All you jacksonville guys going to the game this weekend?  I know tickets are hard to get but the game is always fun,  My daughter (senior at UF) got a ticket and is going up friday should be a fun weekend


----------



## raceyb (Oct 28, 2009)

I'd love to go, but have you seen ticket prices on Craigslist? I may go just to cover some tailgating for my outdoor cooking blog, but I want to watch the game too....


----------



## pineywoods (Oct 28, 2009)

I sure hope the Gators win but they are gonna need to start playing a bit better than they have been.


----------



## mballi3011 (Oct 28, 2009)

Yes that game will be fun as always.
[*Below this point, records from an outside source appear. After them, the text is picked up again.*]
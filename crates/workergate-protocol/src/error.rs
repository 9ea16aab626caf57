//! Error types for protocol operations
//!
//! Covers decoding of worker output lines and encoding of outbound frames.

use thiserror::Error;

/// Result type for protocol operations
pub type Result<T> = std::result::Result<T, ProtocolError>;

/// Errors that can occur while encoding or decoding protocol messages
#[derive(Debug, Clone, Error, PartialEq)]
pub enum ProtocolError {
    /// JSON serialization/deserialization error
    #[error("Serialization error: {0}")]
    SerializationError(String),

    /// The line was valid JSON but not a JSON-RPC 2.0 message
    #[error("Invalid message: {0}")]
    InvalidMessage(String),

    /// Missing required field
    #[error("Missing required field: {0}")]
    MissingField(String),

    /// Unsupported JSON-RPC version marker
    #[error("Version mismatch: expected {expected}, got {got}")]
    VersionMismatch {
        /// The expected protocol version.
        expected: String,
        /// The version that was actually received.
        got: String,
    },
}

impl From<serde_json::Error> for ProtocolError {
    fn from(err: serde_json::Error) -> Self {
        Self::SerializationError(err.to_string())
    }
}

#[cfg(test)]
mod tests {
    use super::*;

    #[test]
    fn test_error_display() {
        let err = ProtocolError::MissingField("method".to_string());
        assert_eq!(err.to_string(), "Missing required field: method");

        let err = ProtocolError::VersionMismatch {
            expected: "2.0".to_string(),
            got: "1.0".to_string(),
        };
        assert_eq!(err.to_string(), "Version mismatch: expected 2.0, got 1.0");
    }

    #[test]
    fn test_from_serde_error() {
        let err: ProtocolError = serde_json::from_str::<serde_json::Value>("{oops")
            .unwrap_err()
            .into();
        assert!(matches!(err, ProtocolError::SerializationError(_)));
    }
}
I hope your daughter has a good time here. The Gators I hope will win and all the game goers will be safe and take care. 

Ra Ra GO GATORS


----------



## bcfishman (Oct 28, 2009)

Jerry and other Gators fans...
Fear not! The NCAA Board of Directors has made it very clear to the referees that if the game gets close that they are immediately supposed to make bogus, outrageous and outlandish calls in favor of the Gators. This policy, has proved effective when they played Arkansas. Do not worry. The NCAA loves Timmy Teabag Tebow and wants him to win to hype the over politicized Heisman Trophy Award which now goes to the player who garners the most attention. With the referees help, this one's in the bag.


----------



## pineywoods (Oct 28, 2009)

Sounds like another sad sad FSU fan to me 
	

	
	
		
		



		
			






While your talking about favorable calls what about the penalty that should have been called at the end of the Bama game for taking of a helmet before a play is over it should have been a penalty and another chance at a field goal but it seems refs to make mistakes in many games


----------



## miamirick (Oct 28, 2009)

hey bcfish, you need to try decaff!!  your going to pop a vein soon, relax, go fire up the pit and take a nap and have a dream of being a gator.

you sound like a cane fan to me


I thought this category was perfect for comments on the
 "worlds largest cocktail party"


----------



## miamirick (Nov 1, 2009)

well another dogpounding
4 picks
another blowout


----------